Guardian works with clients on a contingent basis and only charges a fee when clients receive an increase in their monthly disability benefit. See e.g., Doc. 52-1 at p. 5 ¶ 2(a)(6). It charges clients five times the increase in their monthly compensation. Id. at p. 9 ¶ 3(c). It provides options to pay either a lump sum with a 10% discount or monthly scheduled payments. Id. at pp. 10–11 ¶ 4(d); see also Doc. 52-2 at 3, 5, 8, 11.

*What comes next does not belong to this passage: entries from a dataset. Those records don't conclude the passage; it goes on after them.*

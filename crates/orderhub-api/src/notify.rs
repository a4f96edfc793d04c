use lettre::{
    AsyncSmtpTransport, AsyncTransport, Message, Tokio1Executor,
    message::{Mailbox, header::ContentType},
    transport::smtp::authentication::Credentials,
};
use tokio::sync::mpsc;
use tracing::{error, info, warn};

use orderhub_types::events::Notification;

/// Queues transactional emails for the background mailer.
#[derive(Clone)]
pub struct Notifier {
    tx: mpsc::UnboundedSender<Notification>,
}

impl Notifier {
    /// Returns the notifier and the receiving end to hand to [`run_mailer`].
    pub fn channel() -> (Self, mpsc::UnboundedReceiver<Notification>) {
        let (tx, rx) = mpsc::unbounded_channel();
        (Self { tx }, rx)
    }

    pub fn notify(&self, notification: Notification) {
        if self.tx.send(notification).is_err() {
            warn!("Mailer is not running, notification dropped");
        }
    }
}

pub struct SmtpSettings {
    pub host: String,
    pub port: u16,
    pub username: Option<String>,
    pub password: Option<String>,
    pub from: String,
}

pub enum Mailer {
    Smtp {
        transport: AsyncSmtpTransport<Tokio1Executor>,
        from: Mailbox,
    },
    /// No SMTP configured: notifications are only logged.
    Log,
}

impl Mailer {
    pub fn smtp(settings: &SmtpSettings) -> anyhow::Result<Self> {
        let mut builder = AsyncSmtpTransport::<Tokio1Executor>::starttls_relay(&settings.host)?
            .port(settings.port);
        if let (Some(username), Some(password)) = (&settings.username, &settings.password) {
            builder = builder.credentials(Credentials::new(username.clone(), password.clone()));
        }

        Ok(Self::Smtp {
            transport: builder.build(),
            from: settings.from.parse()?,
        })
    }

    async fn deliver(&self, notification: &Notification) -> anyhow::Result<()> {
        match self {
            Self::Smtp { transport, from } => {
                let message = Message::builder()
                    .from(from.clone())
                    .to(notification.recipient().parse()?)
                    .subject(notification.subject())
                    .header(ContentType::TEXT_PLAIN)
                    .body(notification.body())?;
                transport.send(message).await?;
            }
            Self::Log => {
                info!(
                    to = notification.recipient(),
                    subject = %notification.subject(),
                    body = %notification.body(),
                    "SMTP not configured, email not sent"
                );
            }
        }
        Ok(())
    }
}

/// Drains the notification queue until every [`Notifier`] is dropped.
pub async fn run_mailer(mailer: Mailer, mut rx: mpsc::UnboundedReceiver<Notification>) {
    while let Some(notification) = rx.recv().await {
        match mailer.deliver(&notification).await {
            Ok(()) => info!("Sent '{}' to {}", notification.subject(), notification.recipient()),
            Err(e) => error!("Failed to email {}: {}", notification.recipient(), e),
        }
    }
    info!("Mailer stopped");
}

The plaintiffs’ testimony confirms Guardian’s standard process for assisting clients. Ms. Ford testified that Guardian compiled her claim by sending her claim packet in an envelope prepped and ready to go. Doc. 106-2 at 7–8, 14, 34; see also Doc. 73-8 at ¶¶ 15–21, 26–30. She “gave them access to [her] records, and they put it all together.” Doc. 106-2 at 7. Guardian set up her doctors’ appointments. Id. at 7. Mr. Otters testified
that the process followed the same way for him, see Doc. 106-16 at 14–16; see also Doc. 73-10 at ¶¶ 15–21, as did Mr. Beard. See Doc. 106-9 at 17, 21; see also Doc. 73-9 at ¶¶ 16–22. Guardian assisted Ms. Ford with two non-initial VA disability claims. Doc. 73-8 at ¶¶ 7–31; Doc. 52-2 at 3, 5. As a result of the first claim submitted with Guardian’s
assistance, her disability rating increased from 60% to 70%. Doc. 73-8 at ¶ 22; Doc. 52-2 at 3; Doc. 73-5 at 4. Her monthly compensation increased from $1,585.03 to $1,962.95 for a total increase of $377.92. Doc. 52-2 at 3. Guardian charged her a fee of $1,880, five times her total increase rounded down to the nearest $10 increment. Id. She paid the entire invoice. Doc. 73-8 at ¶ 25. As a result of the second claim submitted with Guardian’s assistance, her disability rating increased from 70% to 80%. Id. at ¶ 31; Doc.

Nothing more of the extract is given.